Este modelo de comunhão radicalmente fraterno e inspirador acabou, no entanto, substituído pelo institucional, que se afirmou a partir do século IV reproduzindo traços e elementos que pertenciam mais ao Antigo Testamento que a Jesus. Esta mudança abrupta de paradigma eclesiológico foi classificada como de “primeira contrarreforma” pelo filósofo Loïc de Kerimel que, no seu livro En finir avec le cléricalisme (Seuil, 2020), interrogou: “Como entender que, apenas dois séculos após a morte de Jesus, a Igreja se tenha empenhado a refazer o que ele dedicara a vida inteira a desfazer: um sistema clerical”?
Contrariando a imagem paulina dos muitos e variados membros unidos no corpo de Cristo, este sistema reduziu-os a dois: clero e leigos. Daqui ao clericalismo, foi um pequeno passo. A Igreja tornou-se numa pirâmide que sacralizou os primeiros, tornando-os membros separados e acima dos restantes.
Contrariando a imagem paulina dos muitos e variados membros unidos no corpo de Cristo, este sistema reduziu-os a dois: clero e leigos. Daqui ao clericalismo, foi um pequeno passo. A Igreja tornou-se numa pirâmide que sacralizou os primeiros, tornando-os membros separados e acima dos restantes. O funcionamento deste sistema dual foi explicado de forma bem clara por Leão XIII em 1895: “Na Igreja de Deus distinguem-se, da forma mais absoluta, duas partes: a parte ensinada e a parte ensinante, o rebanho e os pastores. Só aos pastores foi dado o poder de ensinar, de julgar e dirigir; aos fiéis é imposto o dever de seguirem os seus ensinamentos, de se submeterem com docilidade aos seus juízos e de se deixarem governar por eles. É nesta subordinação e dependência que assentam a vida e a ordem da Igreja.” (Carta Epistola Tua ao Arcebispo de Paris)
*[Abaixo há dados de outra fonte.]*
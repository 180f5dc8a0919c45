//! Score-driven speed policy
//!
//! The step interval shrinks by a fixed decrement each time the score lands
//! on an exact non-zero multiple of the milestone, clamped to a floor. The
//! check fires per score change, so a score of 55 with a milestone of 50
//! never triggers - only the landing on 50, 100, ... does.

/// Milestone rule mapping score changes to a step interval
#[derive(Debug, Clone, Copy)]
pub struct SpeedPolicy {
    pub milestone: u32,
    pub decrement: f32,
    pub floor: f32,
}

impl SpeedPolicy {
    /// Interval to use after the score changed to `score`.
    ///
    /// Returns `current` unchanged unless the score sits exactly on a
    /// non-zero milestone multiple and the interval is still above the
    /// floor.
    pub fn interval_after(&self, score: u32, current: f32) -> f32 {
        if score == 0 || !score.is_multiple_of(self.milestone) {
            return current;
        }
        if current <= self.floor {
            return current;
        }
        (current - self.decrement).max(self.floor)
    }
}

#[cfg(test)]
mod tests {
    use super::*;

    fn policy() -> SpeedPolicy {
        SpeedPolicy {
            milestone: 50,
            decrement: 0.02,
            floor: 0.05,
        }
    }

    #[test]
    fn test_milestone_shrinks_interval() {
        let next = policy().interval_after(50, 0.2);
        assert!((next - 0.18).abs() < 1e-6);
    }

    #[test]
    fn test_non_multiple_does_nothing() {
        assert_eq!(policy().interval_after(55, 0.18), 0.18);
        assert_eq!(policy().interval_after(49, 0.2), 0.2);
    }

    #[test]
    fn test_zero_score_does_nothing() {
        assert_eq!(policy().interval_after(0, 0.2), 0.2);
    }

    #[test]
    fn test_clamped_at_floor() {
        // 0.06 - 0.02 would undershoot; the clamp stops at the floor
        let next = policy().interval_after(100, 0.06);
        assert!((next - 0.05).abs() < 1e-6);
    }

    #[test]
    fn test_at_floor_stays_put() {
        assert_eq!(policy().interval_after(150, 0.05), 0.05);
    }
}
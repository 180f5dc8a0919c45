//! Grid Snake - deterministic simulation core for a grid snake game
//!
//! Core modules:
//! - `sim`: Deterministic simulation (grid arithmetic, body movement,
//!   collisions, growth, speed policy, session orchestration)
//! - `tuning`: Data-driven game balance
//!
//! Rendering, input polling, food placement, and audio are external
//! collaborators. They drive the session through its public surface
//! ([`sim::GameSession`]) and read back position snapshots and one-way
//! [`sim::GameEvent`] notifications.

pub mod sim;
pub mod tuning;

pub use sim::{ContactEvent, Direction, GameEvent, GamePhase, GameSession};
pub use tuning::Tuning;

/// Game configuration constants
pub mod consts {
    /// Seconds between simulation steps at score zero
    pub const START_INTERVAL: f32 = 0.2;
    /// Lower bound on the step interval; the speed policy never goes below
    pub const INTERVAL_FLOOR: f32 = 0.05;
    /// Interval reduction applied at each score milestone
    pub const INTERVAL_DECREMENT: f32 = 0.02;
    /// Score granted per food consumed
    pub const FOOD_REWARD: u32 = 10;
    /// Score multiple that triggers a speed-up
    pub const SCORE_MILESTONE: u32 = 50;

    /// Segments in a freshly reset snake
    pub const START_LENGTH: usize = 3;

    /// Grid half-extents; playable cells span [-half, +half] on each axis
    pub const GRID_HALF_WIDTH: i32 = 10;
    pub const GRID_HALF_HEIGHT: i32 = 10;
}
//! Self-collision and wall-violation checks
//!
//! Both checks are pure inspections of already-moved state. Self-collision
//! runs after the body shift and after any growth append; the grown tail
//! segment sits on the cell the old tail just vacated, which the head cannot
//! re-enter in a single step, so growth alone never trips the check.

use glam::IVec2;

use super::grid::Grid;
use super::state::SnakeBody;

/// Result of the post-move self check
#[derive(Debug, Clone, Copy, PartialEq, Eq)]
pub enum CollisionOutcome {
    /// Head occupies a free cell
    Clear,
    /// Head landed on another segment
    SelfCollision,
}

/// Check whether the post-move head overlaps any other segment
pub fn check_self_collision(body: &SnakeBody) -> CollisionOutcome {
    let head = body.head();

    if body.positions()[1..].contains(&head) {
        CollisionOutcome::SelfCollision
    } else {
        CollisionOutcome::Clear
    }
}

/// Check whether a head position violates a solid boundary.
///
/// Only meaningful when wrap is disabled; with wrap-through there is no
/// wall to violate.
pub fn wall_violation(grid: &Grid, head: IVec2) -> bool {
    !grid.wrap_enabled && !grid.contains(head)
}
Este modelo eclesiológico resistiu durante séculos com a ajuda de um contexto histórico favorável e de uma estrutura social completamente distinta da atual, onde predominavam o analfabetismo e a superstição. É apenas neste quadro que se compreende que São João Crisóstomo tenha afirmado que “do mesmo modo que há diferenças entre os animais selvagens e os homens razoáveis, tão grande é, e eu não exagero, a distância entre o pastor e as ovelhas.” (Sobre o sacerdócio II, 2, Sources chrétiennes 272, p. 105-106)
Mas hoje tudo é diferente e as ovelhas já não são animais selvagens. Nesse sentido, como bem adverte D. Eric de Moulins-Beaufort, arcebispo de Reims e presidente da Conferência Episcopal Francesa, a Igreja não pode continuar a agir “como se os seres humanos fossem crianças que devem ser seguradas pela mão. Esse é o modo como a Igreja funcionou no passado. Isso não é mais possível numa sociedade onde uma maioria das pessoas tem formação superior.”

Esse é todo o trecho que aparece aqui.